Stored data:
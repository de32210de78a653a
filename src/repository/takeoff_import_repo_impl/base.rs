use crate::db::open_sqlite_connection;
use crate::domain::component::{ComponentAttributes, ComponentRecord, Drawing};
use crate::domain::identity::IdentityKey;
use crate::domain::import::ImportBatch;
use crate::domain::types::ComponentType;
use crate::repository::error::{RepositoryError, RepositoryResult};
use chrono::{DateTime, Utc};
use rusqlite::{params, Connection, Row, Transaction, TransactionBehavior};
use serde_json::{Map, Value};
use std::sync::{Arc, Mutex, MutexGuard};

/// IN (...) 查询每批最多绑定的名称数
pub(super) const QUERY_CHUNK: usize = 500;

pub(super) const COMPONENT_COLUMNS: &str = r#"
    id, project_id, component_type, drawing_id, identity_key_json, identity_key_str,
    area_id, system_id, test_package_id, attributes_json, current_milestones_json,
    progress_template_id, created_at
"#;

// ==========================================
// TakeoffImportRepositoryImpl
// ==========================================
pub struct TakeoffImportRepositoryImpl {
    pub(super) conn: Arc<Mutex<Connection>>,
}

impl TakeoffImportRepositoryImpl {
    /// 创建新的 Repository 实例（独立连接，并确保表结构存在）
    ///
    /// # 参数
    /// - db_path: 数据库文件路径
    pub fn new(db_path: &str) -> RepositoryResult<Self> {
        let conn = open_sqlite_connection(db_path)
            .map_err(|e| RepositoryError::DatabaseConnectionError(e.to_string()))?;
        crate::db::init_schema(&conn)?;

        Ok(Self {
            conn: Arc::new(Mutex::new(conn)),
        })
    }

    /// 从已有连接创建（与 ConfigManager 等共享同一连接）
    pub fn from_connection(conn: Arc<Mutex<Connection>>) -> RepositoryResult<Self> {
        {
            let guard = conn
                .lock()
                .map_err(|e| RepositoryError::LockError(e.to_string()))?;
            crate::db::configure_sqlite_connection(&guard)?;
            crate::db::init_schema(&guard)?;
        }
        Ok(Self { conn })
    }

    pub(super) fn get_conn(&self) -> RepositoryResult<MutexGuard<'_, Connection>> {
        self.conn
            .lock()
            .map_err(|e| RepositoryError::LockError(e.to_string()))
    }

    /// 开启写事务（BEGIN IMMEDIATE）
    ///
    /// 写锁在事务开始时获取，避免读锁升级写锁时的 SQLITE_BUSY
    pub(super) fn begin_immediate(conn: &Connection) -> RepositoryResult<Transaction<'_>> {
        Transaction::new_unchecked(conn, TransactionBehavior::Immediate)
            .map_err(|e| RepositoryError::DatabaseTransactionError(e.to_string()))
    }

    /// 在事务中插入单个组件（INSERT OR IGNORE）
    ///
    /// # 返回
    /// - 1: 已插入
    /// - 0: 同键未退役组件已存在
    pub(super) fn insert_component_tx(
        tx: &Transaction,
        component: &ComponentRecord,
    ) -> RepositoryResult<usize> {
        let now = Utc::now().to_rfc3339();
        let mut stmt = tx.prepare_cached(
            r#"
            INSERT OR IGNORE INTO component (
                id, project_id, component_type, drawing_id, identity_key_json,
                identity_key_str, area_id, system_id, test_package_id,
                attributes_json, current_milestones_json, progress_template_id,
                created_at, updated_at, retired_at
            ) VALUES (?1, ?2, ?3, ?4, ?5, ?6, ?7, ?8, ?9, ?10, ?11, ?12, ?13, ?14, NULL)
            "#,
        )?;

        let changed = stmt.execute(params![
            component.id,
            component.project_id,
            component.component_type.as_str(),
            component.drawing_id,
            serde_json::to_string(&component.identity_key)?,
            component.identity_key.canonical(),
            component.area_id,
            component.system_id,
            component.test_package_id,
            serde_json::to_string(&component.attributes)?,
            serde_json::to_string(&component.current_milestones)?,
            component.progress_template_id,
            component.created_at.to_rfc3339(),
            now,
        ])?;

        Ok(changed)
    }
}

/// 生成 ?start, ?start+1, ... 占位符
pub(super) fn placeholders(start: usize, count: usize) -> String {
    (start..start + count)
        .map(|i| format!("?{}", i))
        .collect::<Vec<_>>()
        .join(", ")
}

pub(super) fn parse_timestamp(raw: &str) -> DateTime<Utc> {
    DateTime::parse_from_rfc3339(raw)
        .map(|dt| dt.with_timezone(&Utc))
        .unwrap_or_else(|_| Utc::now())
}

pub(super) fn parse_component_type(raw: &str) -> RepositoryResult<ComponentType> {
    ComponentType::parse(raw).ok_or_else(|| RepositoryError::FieldValueError {
        field: "component_type".to_string(),
        message: format!("未知组件类型: {}", raw),
    })
}

pub(super) fn map_drawing(row: &Row) -> rusqlite::Result<Drawing> {
    Ok(Drawing {
        id: row.get(0)?,
        project_id: row.get(1)?,
        drawing_no_raw: row.get(2)?,
        drawing_no_norm: row.get(3)?,
        created_at: parse_timestamp(&row.get::<_, String>(4)?),
    })
}

// ==========================================
// ComponentRow - component 表原始行
// ==========================================
// JSON 列在 query_map 闭包外解析，以便返回 RepositoryError
pub(super) struct ComponentRow {
    id: String,
    project_id: String,
    component_type: String,
    drawing_id: String,
    identity_key_json: String,
    area_id: Option<String>,
    system_id: Option<String>,
    test_package_id: Option<String>,
    attributes_json: String,
    current_milestones_json: String,
    progress_template_id: Option<String>,
    created_at: String,
}

impl ComponentRow {
    /// 列顺序与 COMPONENT_COLUMNS 一致
    pub(super) fn from_row(row: &Row) -> rusqlite::Result<Self> {
        Ok(Self {
            id: row.get(0)?,
            project_id: row.get(1)?,
            component_type: row.get(2)?,
            drawing_id: row.get(3)?,
            identity_key_json: row.get(4)?,
            area_id: row.get(6)?,
            system_id: row.get(7)?,
            test_package_id: row.get(8)?,
            attributes_json: row.get(9)?,
            current_milestones_json: row.get(10)?,
            progress_template_id: row.get(11)?,
            created_at: row.get(12)?,
        })
    }

    pub(super) fn into_record(self) -> RepositoryResult<ComponentRecord> {
        let identity_key: IdentityKey = serde_json::from_str(&self.identity_key_json)?;
        let attributes: ComponentAttributes = serde_json::from_str(&self.attributes_json)?;
        let current_milestones: Map<String, Value> =
            serde_json::from_str(&self.current_milestones_json)?;

        Ok(ComponentRecord {
            id: self.id,
            project_id: self.project_id,
            component_type: parse_component_type(&self.component_type)?,
            drawing_id: self.drawing_id,
            identity_key,
            area_id: self.area_id,
            system_id: self.system_id,
            test_package_id: self.test_package_id,
            attributes,
            current_milestones,
            progress_template_id: self.progress_template_id,
            created_at: parse_timestamp(&self.created_at),
        })
    }
}

pub(super) fn map_import_batch(row: &Row) -> rusqlite::Result<ImportBatch> {
    Ok(ImportBatch {
        batch_id: row.get(0)?,
        project_id: row.get(1)?,
        source_name: row.get(2)?,
        total_rows: row.get(3)?,
        components_created: row.get(4)?,
        components_updated: row.get(5)?,
        components_skipped: row.get(6)?,
        success: row.get::<_, i64>(7)? != 0,
        error_message: row.get(8)?,
        elapsed_ms: row.get(9)?,
        imported_at: parse_timestamp(&row.get::<_, String>(10)?),
        result_json: row.get(11)?,
    })
}

/// 聚合管道属性合并: 延米累加、行号并集（保持先后顺序）
pub(super) fn merge_aggregate_attributes(
    existing: &mut ComponentAttributes,
    incoming: &ComponentAttributes,
) -> f64 {
    let total = existing.total_linear_feet.unwrap_or(0.0) + incoming.total_linear_feet.unwrap_or(0.0);
    existing.total_linear_feet = Some(total);

    let lines = existing.line_numbers.get_or_insert_with(Vec::new);
    for n in incoming.line_numbers.iter().flatten() {
        if !lines.contains(n) {
            lines.push(*n);
        }
    }

    total
}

**WORK REQUIRED:**
Show the lines of the records that contain the word "ComponentType".

**SOLUTION TO THIS TASK:**
use crate::domain::types::ComponentType;
pub(super) fn parse_component_type(raw: &str) -> RepositoryResult<ComponentType> {
    ComponentType::parse(raw).ok_or_else(|| RepositoryError::FieldValueError {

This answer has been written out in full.